Prior to the installation of these platforms, the last deepwater platform addition was Shell’s Appomattox in 2018. That gap in deepwater platform installations was the longest since Bullwinkle was installed in 1988.
The 5 new structures will increase the deepwater platform count by 9% from 56 to 61, and in the next few years should account for approximately 1/4 of GoM oil production.
This picture was posted by MaritmePhoto. The”Blue Marlin” heavy lift vessel is arriving in Texas (2005) with the massive semisubmersible production platform “Thunder Horse” on board.
Above (from BOE archives): Pre-commissioning inspection of Thunder Horse
Thunder Horse has a most interesting history. The project was initially named Crazy Horse, but the name was changed out of respect for concerns raised by the Lakota nation. The massive structure is 136 m in length and 113 m in width, and is located in 6300′ of water in the Mississippi Canyon area of the Gulf of Mexico.
Many of you no doubt remember the near disaster during Hurricane Dennis (2005) when the platform was being commissioned. In light of the extensive pre-production hype for the “world’s largest production platform,” this was a costly and embarrassing incident for BP and the OCS program.

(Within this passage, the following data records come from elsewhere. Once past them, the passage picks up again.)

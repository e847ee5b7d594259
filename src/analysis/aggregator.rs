//! History statistics.
//!
//! Summaries over the stored analyses, shown at the top of the history
//! listing.

use crate::models::{AnalysisRecord, Diagnosis, HealthStatus};
use serde::Serialize;
use std::collections::BTreeMap;

/// Counts and averages over a list of analyses.
#[derive(Debug, Clone, Default, PartialEq, Serialize)]
pub struct HistorySummary {
    /// Number of analyses.
    pub total: usize,
    /// Analyses per diagnosis label.
    pub by_diagnosis: BTreeMap<String, usize>,
    /// Mean confidence, `None` for an empty history.
    pub average_confidence: Option<f64>,
    /// Analyses whose diagnosis is anything but healthy.
    pub needs_attention: usize,
    /// Analyses with an urgent diagnosis.
    pub urgent: usize,
}

impl HistorySummary {
    pub fn from_records(records: &[AnalysisRecord]) -> Self {
        let mut summary = Self {
            total: records.len(),
            ..Self::default()
        };

        for record in records {
            *summary
                .by_diagnosis
                .entry(record.diagnosis.label().to_string())
                .or_insert(0) += 1;

            if record.diagnosis.health_status() != HealthStatus::Good {
                summary.needs_attention += 1;
            }
            if record.diagnosis.is_urgent() {
                summary.urgent += 1;
            }
        }

        if !records.is_empty() {
            let sum: f64 = records.iter().map(|r| r.confidence).sum();
            summary.average_confidence = Some(sum / records.len() as f64);
        }

        summary
    }

    /// Count for one diagnosis.
    #[allow(dead_code)] // Utility for callers that need a single count
    pub fn count(&self, diagnosis: &Diagnosis) -> usize {
        self.by_diagnosis
            .get(diagnosis.label())
            .copied()
            .unwrap_or(0)
    }
}

/// Records with `diagnosis`, in store order.
pub fn filter_by_diagnosis<'a>(
    records: &'a [AnalysisRecord],
    diagnosis: &Diagnosis,
) -> Vec<&'a AnalysisRecord> {
    records
        .iter()
        .filter(|r| &r.diagnosis == diagnosis)
        .collect()
}
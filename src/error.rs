//! Error types.
//!
//! Domain failures get their own `thiserror` enums so callers can tell a
//! rejected upload apart from a storage problem. Command handlers wrap
//! them in `anyhow` with context.

use thiserror::Error;

/// Why an image was not accepted for analysis.
#[derive(Debug, Error)]
pub enum UploadError {
    #[error("Please select a valid image file (JPG, JPEG, PNG)")]
    UnsupportedType { mime_type: String },

    #[error("File size too large. Please select an image smaller than {}.", format_limit(.max_bytes))]
    TooLarge { size: u64, max_bytes: u64 },

    #[error("Failed to read image {path}: {source}")]
    Io {
        path: String,
        #[source]
        source: std::io::Error,
    },
}

/// `5MB`, `512KB` or `300 bytes`.
fn format_limit(bytes: &u64) -> String {
    const KB: u64 = 1024;
    const MB: u64 = 1024 * 1024;
    match *bytes {
        b if b >= MB => format!("{}MB", b / MB),
        b if b >= KB => format!("{}KB", b / KB),
        b => format!("{} bytes", b),
    }
}

/// Failures of the result store and its backing storage.
#[derive(Debug, Error)]
pub enum StoreError {
    #[error("Storage I/O error at {path}: {source}")]
    Io {
        path: String,
        #[source]
        source: std::io::Error,
    },

    #[error("Failed to encode analysis records: {0}")]
    Serialize(#[from] serde_json::Error),

    #[error("An analysis with id {0} already exists")]
    DuplicateId(String),
}

/// Failures of the simulated analysis run.
#[derive(Debug, Error)]
pub enum AnalysisError {
    #[error("An analysis is already in progress")]
    Busy,

    #[error("No image selected for analysis")]
    NoImage,

    #[error(transparent)]
    Store(#[from] StoreError),
}
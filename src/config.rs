//! Configuration file handling.
//!
//! This module handles loading and merging configuration from
//! `.coopcheck.toml` files.

use crate::cli::OutputFormat;
use anyhow::{Context, Result};
use serde::{Deserialize, Serialize};
use std::path::{Path, PathBuf};

/// Name of the config file looked up in the working directory.
pub const DEFAULT_CONFIG_FILE: &str = ".coopcheck.toml";

/// Root configuration structure.
#[derive(Debug, Clone, Default, Serialize, Deserialize)]
pub struct Config {
    /// General settings.
    #[serde(default)]
    pub general: GeneralConfig,

    /// Result store settings.
    #[serde(default)]
    pub store: StoreConfig,

    /// Simulated analysis timing.
    #[serde(default)]
    pub analysis: AnalysisConfig,

    /// Image upload limits.
    #[serde(default)]
    pub upload: UploadConfig,
}

/// General application settings.
#[derive(Debug, Clone, Default, Serialize, Deserialize)]
pub struct GeneralConfig {
    /// Enable verbose logging by default.
    #[serde(default)]
    pub verbose: bool,

    /// Default output format.
    #[serde(default)]
    pub format: OutputFormat,
}

/// Where analyses are kept.
#[derive(Debug, Clone, Serialize, Deserialize)]
pub struct StoreConfig {
    /// Storage file.
    #[serde(default = "default_store_path")]
    pub path: PathBuf,

    /// Key the analyses are stored under.
    #[serde(default = "default_store_key")]
    pub key: String,
}

impl Default for StoreConfig {
    fn default() -> Self {
        Self {
            path: default_store_path(),
            key: default_store_key(),
        }
    }
}

fn default_store_path() -> PathBuf {
    PathBuf::from("coopcheck_store.json")
}

fn default_store_key() -> String {
    crate::store::DEFAULT_STORE_KEY.to_string()
}

/// Simulated analysis timing.
#[derive(Debug, Clone, Serialize, Deserialize)]
pub struct AnalysisConfig {
    /// Milliseconds between progress stages.
    #[serde(default = "default_stage_interval")]
    pub stage_interval_ms: u64,

    /// Milliseconds to wait after storing the result.
    #[serde(default = "default_completion_delay")]
    pub completion_delay_ms: u64,
}

impl Default for AnalysisConfig {
    fn default() -> Self {
        Self {
            stage_interval_ms: default_stage_interval(),
            completion_delay_ms: default_completion_delay(),
        }
    }
}

fn default_stage_interval() -> u64 {
    800
}

fn default_completion_delay() -> u64 {
    1000
}

/// Image upload limits.
#[derive(Debug, Clone, Serialize, Deserialize)]
pub struct UploadConfig {
    /// Largest accepted image in bytes.
    #[serde(default = "default_max_bytes")]
    pub max_bytes: u64,

    /// Accepted MIME types.
    #[serde(default = "default_allowed_types")]
    pub allowed_types: Vec<String>,
}

impl Default for UploadConfig {
    fn default() -> Self {
        Self {
            max_bytes: default_max_bytes(),
            allowed_types: default_allowed_types(),
        }
    }
}

fn default_max_bytes() -> u64 {
    crate::upload::DEFAULT_MAX_BYTES
}

fn default_allowed_types() -> Vec<String> {
    vec!["image/jpeg", "image/jpg", "image/png"]
        .into_iter()
        .map(String::from)
        .collect()
}

impl Config {
    /// Load configuration from a file path.
    pub fn load(path: &Path) -> Result<Self> {
        let content = std::fs::read_to_string(path)
            .with_context(|| format!("Failed to read config file: {}", path.display()))?;

        let config: Config = toml::from_str(&content)
            .with_context(|| format!("Failed to parse config file: {}", path.display()))?;

        Ok(config)
    }

    /// Try to load configuration from the default location.
    ///
    /// Returns `Ok(None)` if the file doesn't exist, `Err` if it exists but can't be parsed.
    pub fn load_default() -> Result<Option<Self>> {
        let default_path = Path::new(DEFAULT_CONFIG_FILE);

        if default_path.exists() {
            Ok(Some(Self::load(default_path)?))
        } else {
            Ok(None)
        }
    }

    /// Merge this configuration with CLI arguments.
    ///
    /// CLI arguments take precedence, but only where they were given.
    pub fn merge_with_args(&mut self, args: &crate::cli::Args) {
        if let Some(ref store) = args.store {
            self.store.path = store.clone();
        }
        if let Some(ref key) = args.store_key {
            self.store.key = key.clone();
        }
        if let Some(format) = args.format {
            self.general.format = format;
        }
        if let Some(interval) = args.stage_interval_ms() {
            self.analysis.stage_interval_ms = interval;
        }
        if args.verbose {
            self.general.verbose = true;
        }
    }

    /// Effective log level once CLI and file settings are merged.
    pub fn log_level(&self, quiet: bool) -> tracing::Level {
        if quiet {
            tracing::Level::ERROR
        } else if self.general.verbose {
            tracing::Level::DEBUG
        } else {
            tracing::Level::INFO
        }
    }

    /// Generate a default configuration file content.
    pub fn default_toml() -> String {
        let config = Config::default();
        toml::to_string_pretty(&config).unwrap_or_else(|_| String::new())
    }
}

Findings indicate that failures associated with the hydraulic control system and its isolation on evacuation led to the partial opening of multiple hydraulically actuated valves in the ballast and bilge systems of the vessel. This allowed ballast water migration to take place, causing the initial listing (to approximately 16 degrees) of the vessel shortly after the hydraulic system was isolated.
The findings also indicate that ballast water migrated into manned spaces in the lower hull, via faulty and improperly installed check valves in the integrated ballast/bilge piping system. As the degree of list increased beyond the 16 degree mark, downflooding of seawater occurred, initially through overboard discharge lines and/or vents, and possibly later through the deck box as it entered the water. Since the PDQ was already listing at a 16 degree angle prior to the passage of Hurricane Dennis, wave action associated with the passage of the hurricane may also have contributed to the downflooding of seawater.
Although not an initiating event, failed Multiple Cable Transits (MCTs) and two unintended openings in the bulkheads allowed water transfer between watertight compartments, which led to extensive flooding and water damage in the lower hull.
Fortunately, there were no injuries. Repairs were made and production was finally initiated in June 2008.